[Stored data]
▬▬▬

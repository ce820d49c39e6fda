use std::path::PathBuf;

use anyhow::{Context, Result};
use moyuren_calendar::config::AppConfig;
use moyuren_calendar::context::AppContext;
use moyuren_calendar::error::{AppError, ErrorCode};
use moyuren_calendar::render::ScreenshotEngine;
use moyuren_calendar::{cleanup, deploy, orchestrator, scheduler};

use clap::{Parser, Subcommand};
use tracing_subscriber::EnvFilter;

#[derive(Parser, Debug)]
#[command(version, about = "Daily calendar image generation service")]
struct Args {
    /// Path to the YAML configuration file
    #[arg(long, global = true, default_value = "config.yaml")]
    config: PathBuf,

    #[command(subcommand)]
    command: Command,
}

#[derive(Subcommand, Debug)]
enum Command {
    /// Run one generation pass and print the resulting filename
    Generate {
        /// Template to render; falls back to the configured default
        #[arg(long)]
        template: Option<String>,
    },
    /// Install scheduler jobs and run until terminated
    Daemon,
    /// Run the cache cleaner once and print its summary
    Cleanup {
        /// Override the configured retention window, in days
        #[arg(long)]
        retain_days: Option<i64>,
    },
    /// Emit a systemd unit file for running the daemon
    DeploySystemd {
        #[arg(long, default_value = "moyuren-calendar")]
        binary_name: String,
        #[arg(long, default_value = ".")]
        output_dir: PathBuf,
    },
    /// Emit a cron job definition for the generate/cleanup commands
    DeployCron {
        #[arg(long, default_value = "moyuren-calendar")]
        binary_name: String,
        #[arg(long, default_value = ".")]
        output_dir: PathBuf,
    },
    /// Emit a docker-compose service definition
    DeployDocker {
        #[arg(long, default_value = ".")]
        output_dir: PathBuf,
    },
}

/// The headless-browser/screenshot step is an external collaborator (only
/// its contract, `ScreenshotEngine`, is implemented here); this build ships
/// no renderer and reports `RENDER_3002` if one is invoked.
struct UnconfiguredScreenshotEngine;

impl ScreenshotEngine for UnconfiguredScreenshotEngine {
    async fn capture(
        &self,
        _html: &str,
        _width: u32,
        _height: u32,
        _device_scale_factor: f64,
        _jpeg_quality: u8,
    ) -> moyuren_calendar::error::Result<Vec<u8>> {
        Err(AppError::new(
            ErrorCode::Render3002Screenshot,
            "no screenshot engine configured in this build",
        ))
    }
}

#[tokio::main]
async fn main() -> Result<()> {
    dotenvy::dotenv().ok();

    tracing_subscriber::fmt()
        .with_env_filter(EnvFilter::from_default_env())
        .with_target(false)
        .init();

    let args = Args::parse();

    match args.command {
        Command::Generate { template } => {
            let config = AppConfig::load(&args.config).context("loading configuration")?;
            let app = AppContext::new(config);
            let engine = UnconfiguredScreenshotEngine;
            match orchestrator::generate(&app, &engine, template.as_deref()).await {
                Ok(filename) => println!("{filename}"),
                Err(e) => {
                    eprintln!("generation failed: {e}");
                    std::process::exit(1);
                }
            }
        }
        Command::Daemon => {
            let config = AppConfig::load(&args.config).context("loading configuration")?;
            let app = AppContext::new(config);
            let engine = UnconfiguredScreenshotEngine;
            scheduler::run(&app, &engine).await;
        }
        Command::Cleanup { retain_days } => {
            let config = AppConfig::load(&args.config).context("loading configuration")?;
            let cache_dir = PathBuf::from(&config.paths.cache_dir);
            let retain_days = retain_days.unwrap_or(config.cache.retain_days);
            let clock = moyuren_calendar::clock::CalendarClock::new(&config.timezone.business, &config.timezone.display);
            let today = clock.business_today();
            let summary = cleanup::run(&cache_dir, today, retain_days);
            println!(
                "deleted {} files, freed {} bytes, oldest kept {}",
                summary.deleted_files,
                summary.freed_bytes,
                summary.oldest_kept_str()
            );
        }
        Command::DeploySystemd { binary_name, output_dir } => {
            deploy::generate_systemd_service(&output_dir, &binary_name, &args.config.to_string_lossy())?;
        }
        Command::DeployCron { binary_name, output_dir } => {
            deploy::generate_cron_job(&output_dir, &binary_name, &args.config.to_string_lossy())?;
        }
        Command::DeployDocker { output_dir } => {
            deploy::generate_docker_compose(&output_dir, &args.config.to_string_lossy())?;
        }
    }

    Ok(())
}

▬▬▬

- **Activity**: Restate all entries above verbatim.

- **Reply to the task**:
repository ce820d49c39e6fda
use std::path::PathBuf;

use anyhow::{Context, Result};
use moyuren_calendar::config::AppConfig;
use moyuren_calendar::context::AppContext;
use moyuren_calendar::error::{AppError, ErrorCode};
use moyuren_calendar::render::ScreenshotEngine;
use moyuren_calendar::{cleanup, deploy, orchestrator, scheduler};

use clap::{Parser, Subcommand};
use tracing_subscriber::EnvFilter;

#[derive(Parser, Debug)]
#[command(version, about = "Daily calendar image generation service")]
struct Args {
    /// Path to the YAML configuration file
    #[arg(long, global = true, default_value = "config.yaml")]
    config: PathBuf,

    #[command(subcommand)]
    command: Command,
}

#[derive(Subcommand, Debug)]
enum Command {
    /// Run one generation pass and print the resulting filename
    Generate {
        /// Template to render; falls back to the configured default
        #[arg(long)]
        template: Option<String>,
    },
    /// Install scheduler jobs and run until terminated
    Daemon,
    /// Run the cache cleaner once and print its summary
    Cleanup {
        /// Override the configured retention window, in days
        #[arg(long)]
        retain_days: Option<i64>,
    },
    /// Emit a systemd unit file for running the daemon
    DeploySystemd {
        #[arg(long, default_value = "moyuren-calendar")]
        binary_name: String,
        #[arg(long, default_value = ".")]
        output_dir: PathBuf,
    },
    /// Emit a cron job definition for the generate/cleanup commands
    DeployCron {
        #[arg(long, default_value = "moyuren-calendar")]
        binary_name: String,
        #[arg(long, default_value = ".")]
        output_dir: PathBuf,
    },
    /// Emit a docker-compose service definition
    DeployDocker {
        #[arg(long, default_value = ".")]
        output_dir: PathBuf,
    },
}

/// The headless-browser/screenshot step is an external collaborator (only
/// its contract, `ScreenshotEngine`, is implemented here); this build ships
/// no renderer and reports `RENDER_3002` if one is invoked.
struct UnconfiguredScreenshotEngine;

impl ScreenshotEngine for UnconfiguredScreenshotEngine {
    async fn capture(
        &self,
        _html: &str,
        _width: u32,
        _height: u32,
        _device_scale_factor: f64,
        _jpeg_quality: u8,
    ) -> moyuren_calendar::error::Result<Vec<u8>> {
        Err(AppError::new(
            ErrorCode::Render3002Screenshot,
            "no screenshot engine configured in this build",
        ))
    }
}

#[tokio::main]
async fn main() -> Result<()> {
    dotenvy::dotenv().ok();

    tracing_subscriber::fmt()
        .with_env_filter(EnvFilter::from_default_env())
        .with_target(false)
        .init();

    let args = Args::parse();

    match args.command {
        Command::Generate { template } => {
            let config = AppConfig::load(&args.config).context("loading configuration")?;
            let app = AppContext::new(config);
            let engine = UnconfiguredScreenshotEngine;
            match orchestrator::generate(&app, &engine, template.as_deref()).await {
                Ok(filename) => println!("{filename}"),
                Err(e) => {
                    eprintln!("generation failed: {e}");
                    std::process::exit(1);
                }
            }
        }
        Command::Daemon => {
            let config = AppConfig::load(&args.config).context("loading configuration")?;
            let app = AppContext::new(config);
            let engine = UnconfiguredScreenshotEngine;
            scheduler::run(&app, &engine).await;
        }
        Command::Cleanup { retain_days } => {
            let config = AppConfig::load(&args.config).context("loading configuration")?;
            let cache_dir = PathBuf::from(&config.paths.cache_dir);
            let retain_days = retain_days.unwrap_or(config.cache.retain_days);
            let clock = moyuren_calendar::clock::CalendarClock::new(&config.timezone.business, &config.timezone.display);
            let today = clock.business_today();
            let summary = cleanup::run(&cache_dir, today, retain_days);
            println!(
                "deleted {} files, freed {} bytes, oldest kept {}",
                summary.deleted_files,
                summary.freed_bytes,
                summary.oldest_kept_str()
            );
        }
        Command::DeploySystemd { binary_name, output_dir } => {
            deploy::generate_systemd_service(&output_dir, &binary_name, &args.config.to_string_lossy())?;
        }
        Command::DeployCron { binary_name, output_dir } => {
            deploy::generate_cron_job(&output_dir, &binary_name, &args.config.to_string_lossy())?;
        }
        Command::DeployDocker { output_dir } => {
            deploy::generate_docker_compose(&output_dir, &args.config.to_string_lossy())?;
        }
    }

    Ok(())
}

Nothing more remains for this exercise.